Los Angeles, CA—Major coding changes in cancer tests are ahead, including the elimination of stacked coding and the creation of new codes by the Centers for Medicare & Medicaid Services (CMS), which should improve the clinical application of cancer test choices. Speaking at the Fourth Annual Conference of the Association for Value-Based Cancer Care, Marc Samuels, JD, MPH, President and CEO at ADVI, a healthcare consulting company, Washington, DC, said that value-based testing is important for healthcare cost containment.
Cost of Diagnostics Rising
Cancer costs are rising at 3 times the rate of inflation, and the cost of cancer diagnostics is rising even faster than overall cancer costs, Mr Samuels said. Diagnostics is the fastest growing line item in the Medicare budget. “The diagnostic companies know that in order to evolve and to get the price they want—largely because the market is changing—stacked coding is going away,” said Mr Samuels.
“Payers on both sides, Medicare and the private payer market, will be able to tell the price, the outcome, and the value of individual tests.” With this knowledge, diagnostics companies will need to show greater overall value to their tests.
In a shift from the current fee-for-service model to pay-for-value, profitability will depend on increasing and managing utilization. “Today, the only real sort of contracting tool we’ve used, other than the bigger labs that have had some degree of capitation, has been adhering to guidelines,” Mr Samuels said.
The unknown is whether the FDA will ultimately regulate all products, he said. From the payer perspective, clinical utility of testing needs to be established, along with knowing the comparative and clinical effectiveness of testing. On the public payer side, evidentiary standards are also being set. “CMS will begin to come out with guidance that basically standardizes and makes transparent what they’re going to look for in terms of evidence for covering tests,” said Mr Samuels.
Advanced and Nonadvanced Tests
Mr Samuels also spoke about putting laboratory test coding into the hands of CMS by establishing advanced and nonadvanced diagnostics. An advanced diagnostic is defined as a test furnished and sold for use by a single laboratory, and is an analysis of multiple biomarkers combined with a unique algorithm to yield a single patient-specific result, or is cleared or approved by the FDA. Advanced tests will be evaluated much like cancer drugs are evaluated now, Mr Samuels predicted.
Non–FDA-approved tests, such as panel tests and single analytes, will continue to generate the same payment rates and coverage. The rates for nonadvanced tests (ie, newer tests that essentially have the same value as the older version) “will be crosswalked or gap-filled, essentially the way Medicare does those tests today,” he said. “At some point, both of these groups will move to being valued-based on commercial payer rates.”
Advanced tests will be paid a “list price” for the first 3 quarters, but manufacturers may be subject to penalty if the list price exceeds 130% of the market rate. If it does, the tests will be priced by the medical director at the Medicare Administrative Contractor. “After 9 months, you are going to be given a pricing based on the median weighted average of all of your commercial payer reimbursement,” Mr Samuels said.

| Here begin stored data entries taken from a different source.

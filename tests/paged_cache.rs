mod common;

use dbpeek::{
    Database, OpenOptions, PagedCache, Result, Row, RowProvider, TableProvider, Value,
    MAX_PAGES_CACHED, PAGE_SIZE,
};
use tempfile::TempDir;

/// Passes through to a real provider and remembers every range asked for.
struct Counting<P> {
    inner: P,
    fetches: Vec<(usize, usize)>,
}

impl<P: RowProvider> RowProvider for Counting<P> {
    fn count(&mut self) -> Result<usize> {
        self.inner.count()
    }

    fn fetch_range(&mut self, start: usize, count: usize) -> Result<Vec<Row>> {
        self.fetches.push((start, count));
        self.inner.fetch_range(start, count)
    }
}

fn open_sample() -> (TempDir, Database) {
    let dir = TempDir::new().unwrap();
    let path = common::sample_database(dir.path());
    let db = Database::open(&path, OpenOptions::default()).unwrap();
    (dir, db)
}

#[test]
fn browsing_a_table_fetches_each_page_once() {
    let (_dir, db) = open_sample();
    let provider = Counting {
        inner: TableProvider::new(&db, "people", None).unwrap(),
        fetches: Vec::new(),
    };
    let mut cache = PagedCache::new(provider);
    assert_eq!(cache.len().unwrap(), common::PEOPLE);

    let row = cache.get(99).unwrap();
    assert_eq!(row.get_by_name("id").unwrap(), Some(&Value::Int64(100)));
    cache.get(150).unwrap();
    let first = cache.get(0).unwrap();
    assert_eq!(first.ordinal(), 0);
    assert_eq!(
        first.get_by_name("name").unwrap(),
        Some(&Value::Text("person 001".into()))
    );

    let stats = cache.stats();
    assert_eq!((stats.hits, stats.misses), (1, 2));
    assert_eq!(cache.provider().fetches, vec![(0, PAGE_SIZE), (PAGE_SIZE, PAGE_SIZE)]);
}

#[test]
fn cached_rows_equal_single_row_fetches() {
    let (_dir, db) = open_sample();
    let mut direct = TableProvider::new(&db, "people", Some("people_city")).unwrap();
    let mut cache = PagedCache::new(TableProvider::new(&db, "people", Some("people_city")).unwrap());

    for n in [0, 1, 99, 100, 101, 173, 249] {
        let expected = direct.fetch_range(n, 1).unwrap().remove(0);
        let cached = cache.get(n).unwrap().clone();
        assert_eq!(cached, expected, "row {}", n);
        assert_eq!(cache.index_of(&cached), n);
    }
}

#[test]
fn nulls_stay_absent() {
    let (_dir, db) = open_sample();
    let mut cache = PagedCache::new(TableProvider::new(&db, "people", None).unwrap());
    // rowid 7 has no email
    let row = cache.get(6).unwrap();
    assert_eq!(row.get_by_name("email").unwrap(), None);
    assert_eq!(row.get_by_name("age").unwrap(), Some(&Value::Int32(27)));
}

#[test]
fn residency_is_bounded() {
    let dir = TempDir::new().unwrap();
    let path = common::fixture(dir.path(), "numbers.db");
    let db = Database::open(&path, OpenOptions::default()).unwrap();

    let mut cache = PagedCache::new(TableProvider::new(&db, "n", None).unwrap());
    let total = cache.len().unwrap();
    assert_eq!(total, (MAX_PAGES_CACHED + 2) * PAGE_SIZE);
    for i in (0..total).step_by(PAGE_SIZE / 2) {
        let row = cache.get(i).unwrap();
        assert_eq!(row.get(0).unwrap(), Some(&Value::Int64(i as i64)));
    }
    let resident = cache.resident_pages();
    assert_eq!(resident.len(), MAX_PAGES_CACHED);
    assert_eq!(resident[0], MAX_PAGES_CACHED + 1);
    assert!(!resident.contains(&0));
    assert!(!resident.contains(&1));
}

#[test]
fn unknown_index_is_rejected_up_front() {
    let (_dir, db) = open_sample();
    assert!(TableProvider::new(&db, "people", Some("missing")).is_err());
}
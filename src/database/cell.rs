use bytes::Bytes;

use crate::error::{Error, Result};
use super::page::{read_u32, BTreePage, PageKind};
use super::varint::read_varint;

/// The part of a payload stored on the b-tree page, plus where the rest continues.
#[derive(Debug, Clone)]
pub struct Payload {
    pub total: usize,
    pub local: Bytes,
    pub overflow: Option<u32>,
}

#[derive(Debug, Clone)]
pub enum Cell {
    TableLeaf { row_id: i64, payload: Payload },
    TableInterior { left_child: u32, row_id: i64 },
    IndexLeaf { payload: Payload },
    IndexInterior { left_child: u32, payload: Payload },
}

impl Cell {
    pub fn parse(page: &BTreePage, index: usize, usable_size: usize) -> Result<Self> {
        let offset = *page.cell_offsets.get(index).ok_or_else(|| {
            Error::Corrupt(format!("cell {} out of range on page {}", index, page.number))
        })?;
        let data = &page.data;

        match page.kind {
            PageKind::InteriorTable => {
                let left_child = read_u32(data, offset)?;
                let (row_id, _) = read_varint(data, offset + 4)?;
                Ok(Cell::TableInterior {
                    left_child,
                    row_id: row_id as i64,
                })
            }
            PageKind::LeafTable => {
                let mut pos = offset;
                let (total, bytes_read) = read_varint(data, pos)?;
                pos += bytes_read;
                let (row_id, bytes_read) = read_varint(data, pos)?;
                pos += bytes_read;
                let payload =
                    Payload::parse(data, pos, total as usize, usable_size - 35, usable_size)?;
                Ok(Cell::TableLeaf {
                    row_id: row_id as i64,
                    payload,
                })
            }
            PageKind::LeafIndex => {
                let (total, bytes_read) = read_varint(data, offset)?;
                let payload = Payload::parse(
                    data,
                    offset + bytes_read,
                    total as usize,
                    max_index_local(usable_size),
                    usable_size,
                )?;
                Ok(Cell::IndexLeaf { payload })
            }
            PageKind::InteriorIndex => {
                let left_child = read_u32(data, offset)?;
                let (total, bytes_read) = read_varint(data, offset + 4)?;
                let payload = Payload::parse(
                    data,
                    offset + 4 + bytes_read,
                    total as usize,
                    max_index_local(usable_size),
                    usable_size,
                )?;
                Ok(Cell::IndexInterior {
                    left_child,
                    payload,
                })
            }
        }
    }
}

impl Payload {
    fn parse(
        data: &Bytes,
        start: usize,
        total: usize,
        max_local: usize,
        usable_size: usize,
    ) -> Result<Self> {
        let local_len = local_size(total, max_local, usable_size);
        if start + local_len > data.len() {
            return Err(Error::Corrupt("cell payload extends beyond page".into()));
        }
        let local = data.slice(start..start + local_len);
        let overflow = if local_len < total {
            Some(read_u32(data, start + local_len)?)
        } else {
            None
        };
        Ok(Payload {
            total,
            local,
            overflow,
        })
    }
}

fn max_index_local(usable_size: usize) -> usize {
    ((usable_size - 12) * 64 / 255) - 23
}

/// Bytes of a `total`-byte payload kept on the page itself.
fn local_size(total: usize, max_local: usize, usable_size: usize) -> usize {
    if total <= max_local {
        return total;
    }
    let min_local = ((usable_size - 12) * 32 / 255) - 23;
    let k = min_local + (total - min_local) % (usable_size - 4);
    if k <= max_local {
        k
    } else {
        min_local
    }
}

#[cfg(test)]
mod tests {
    use super::*;

    #[test]
    fn small_payloads_stay_local() {
        assert_eq!(local_size(100, 989, 1024), 100);
    }

    #[test]
    fn large_payloads_spill() {
        // usable 1024: min_local = 103, spill unit = 1020
        let total = 3000;
        let expected = 103 + (3000 - 103) % 1020;
        assert_eq!(local_size(total, 989, 1024), expected);
    }

    #[test]
    fn parses_table_leaf_cell() {
        let mut raw = vec![0u8; 512];
        raw[0] = 13;
        raw[3..5].copy_from_slice(&1u16.to_be_bytes());
        raw[8..10].copy_from_slice(&400u16.to_be_bytes());
        // payload 3 bytes, rowid 7, record [2, 1, 42]
        raw[400..405].copy_from_slice(&[3, 7, 2, 1, 42]);

        let page = BTreePage::parse(2, Bytes::from(raw)).unwrap();
        match Cell::parse(&page, 0, 512).unwrap() {
            Cell::TableLeaf { row_id, payload } => {
                assert_eq!(row_id, 7);
                assert_eq!(&payload.local[..], &[2, 1, 42]);
                assert!(payload.overflow.is_none());
            }
            other => panic!("unexpected cell {:?}", other),
        }
    }
}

Mr Samuels foresees that by 2017, all tests will be based on commercial payers’ rates, whether through contract or established rates. “We essentially are putting the power back into commercial payers to look at the evidence, help Medicare decide what the payment and coverage should be, and setting up the paradigm that way,” he said.
New Diagnostic Codes
CMS will be asked to create codes that are based on evidence and outcomes (Table).
“Just like they create Q codes for drugs, and then they have J codes, we’re going to ask them to create essentially a D code for diagnostics,” explained Mr Samuels. “On top of that, we’re asking that they overlay that with either a Z code [proprietary to a company] or by a modifier.”
The program would be evidence-based, with pricing based on inputs provided to the contractor. A Z code would be provided instead of stacking codes.